While The Crown's plot points are based on actual historical events, and the show's look is highly authentic, individual scenes and dialogue had to be invented by the show's writers. According to Robert Lacey, the show's historical consultant, that doesn't take away from the accuracy of The Crown's depictions of the royal family.  "There are two sorts of truth," Lacey told Town & Country "There's historical truth and then there's the larger truth about the past." 

Hatfields & McCoys

"Hatfields & McCoys" is based on a generations-long feud between two families just after the American Civil War. The feud escalated to violent conflict, intensified by the arrival of industrialization. As stated in a review from The Guardian, the major plot points of the series are inspired by events that actually happened during the feud, from pig theft to murder. The story of the Hatfields and McCoys is an American legend as well as a historical event – and the series depicts both.

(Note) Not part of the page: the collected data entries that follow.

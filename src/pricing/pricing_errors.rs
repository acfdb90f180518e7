use thiserror::Error;

/// Custom error type for price source operations
#[derive(Debug, Error)]
pub enum PricingError {
    #[error("No price available for symbol '{0}'")]
    Unavailable(String),
    #[error("Price source error: {0}")]
    ProviderError(String),
    #[error("Invalid symbol: {0}")]
    InvalidSymbol(String),
}

/// Result type for pricing operations
pub type Result<T> = std::result::Result<T, PricingError>;
pub(crate) mod budgets_errors;
pub(crate) mod budgets_model;
pub(crate) mod budgets_repository;
pub(crate) mod budgets_service;
pub(crate) mod budgets_traits;

pub use budgets_errors::BudgetError;
pub use budgets_model::{Budget, BudgetKey, BudgetStatus, NewBudget};
pub use budgets_repository::BudgetRepository;
pub use budgets_service::BudgetService;
pub use budgets_traits::{BudgetRepositoryTrait, BudgetServiceTrait};

use crate::errors::Result;

impl BudgetRepositoryTrait for BudgetRepository {
    fn find(&self, key: &BudgetKey) -> Result<Option<Budget>> {
        Ok(BudgetRepository::find(self, key)?)
    }

    fn upsert(&self, new_budget: NewBudget) -> Result<Budget> {
        Ok(BudgetRepository::upsert(self, new_budget)?)
    }

    fn delete(&self, key: &BudgetKey) -> Result<usize> {
        Ok(BudgetRepository::delete(self, key)?)
    }

    fn list_for_month(&self, user_id: &str, month: &str) -> Result<Vec<Budget>> {
        Ok(BudgetRepository::list_for_month(self, user_id, month)?)
    }
}
use rust_decimal::Decimal;

use super::accounts_model::{Account, AccountRef};
use crate::errors::Result;

/// Contract the wallet engine holds on account state. Pure accessors: no
/// business rules live behind this trait.
pub trait AccountStoreTrait: Send + Sync {
    fn get(&self, account_ref: &AccountRef) -> Result<Account>;
    fn get_wallet_for_user(&self, user_id: &str) -> Result<Account>;
    fn get_balance(&self, account_ref: &AccountRef) -> Result<Decimal>;
    fn set_balance(&self, account_ref: &AccountRef, new_value: Decimal) -> Result<()>;
    fn update_investment_position(
        &self,
        account_id: &str,
        quantity: Decimal,
        price_per_share: Decimal,
        invested_amount: Decimal,
    ) -> Result<()>;
}
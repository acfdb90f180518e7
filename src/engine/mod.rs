pub(crate) mod engine_errors;
pub(crate) mod engine_model;
pub(crate) mod engine_traits;
pub(crate) mod wallet_engine;

pub use engine_errors::EngineFailure;
pub use engine_model::{AdjustmentDirection, OperationOutcome};
pub use engine_traits::TransactionEngineTrait;
pub use wallet_engine::WalletEngine;
use rust_decimal::Decimal;

use super::engine_model::{AdjustmentDirection, OperationOutcome};
use crate::accounts::AccountRef;
use crate::errors::Result;

/// Contract the goal and investment services hold on the wallet engine.
pub trait TransactionEngineTrait: Send + Sync {
    fn process_income(
        &self,
        principal: &str,
        account_ref: &AccountRef,
        amount: Decimal,
        category: &str,
        source: &str,
    ) -> Result<OperationOutcome>;

    #[allow(clippy::too_many_arguments)]
    fn process_expense(
        &self,
        principal: &str,
        account_ref: &AccountRef,
        amount: Decimal,
        category: &str,
        payment_mode: &str,
        description: Option<&str>,
        subtype: Option<&str>,
    ) -> Result<OperationOutcome>;

    fn process_transfer(
        &self,
        sender_user: &str,
        receiver_user: &str,
        amount: Decimal,
    ) -> Result<OperationOutcome>;

    fn undo_last(&self, principal: &str) -> Result<OperationOutcome>;

    fn admin_adjust(
        &self,
        actor: &str,
        account_ref: &AccountRef,
        direction: AdjustmentDirection,
        amount: Decimal,
        reason: &str,
    ) -> Result<OperationOutcome>;
}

"It was a lot of research that went into Hatfields & McCoys, having period pieces from 1861-1898," series costume designer Karri Hutchinson told interviewers on the Creative Emmys red carpet, "There was some actual reference photos that we could go through ... it was an extensive process."

Historian Altina Waller, who wrote the nonfiction book, "Feud: Hatfields, McCoys and Social Change in Appalachia 1860-1900" told the Wall Street Journal that the show is in many ways realistic – especially when it comes to its characterization of historical figures – but the real story is even more complex. Rather than being completely separate groups, there was actually a lot of intermarriage between the Hatfields and the McCoys. 

The Queen's Gambit

"The Queen's Gambit" followed the rise of a fictional chess champion in the 1960s. Although the main character was invented for the 1983 novel that the series is based on, the story is inspired by genuine chess grandmasters of the era. As described in Esquire, the game at the heart of the series is not only depicted realistically, but utilizes actual chess matches between actual grandmasters. Some of the chess games that make up the tensest sequences in the series are versions of real games played around the world throughout history.

The show has been noted for its fashion, which often seems to tell a story of its own, mirroring the internal life of the protagonist. Fashion historian Raissa Bretaña explained to Glamour that the series takes place in the 1950s and '60s, and in cities around the world – and the costumes reflect this. 

The series also included actual chess players from the era in competitions with their fictional characters. One of these real figures was actual chess champion Nona Gaprindashvili, who was the first woman to be named a grandmaster – but Gaprindashvili and many supporters disagreed with her portrayal, believing that her actual achievements were undermined to make the fictional protagonist of "The Queen's Gambit" seem like more of a pioneer. As stated in the New York Times, the series claims that Gaprindashvili "never faced men," but in reality, she frequently beat male competitors.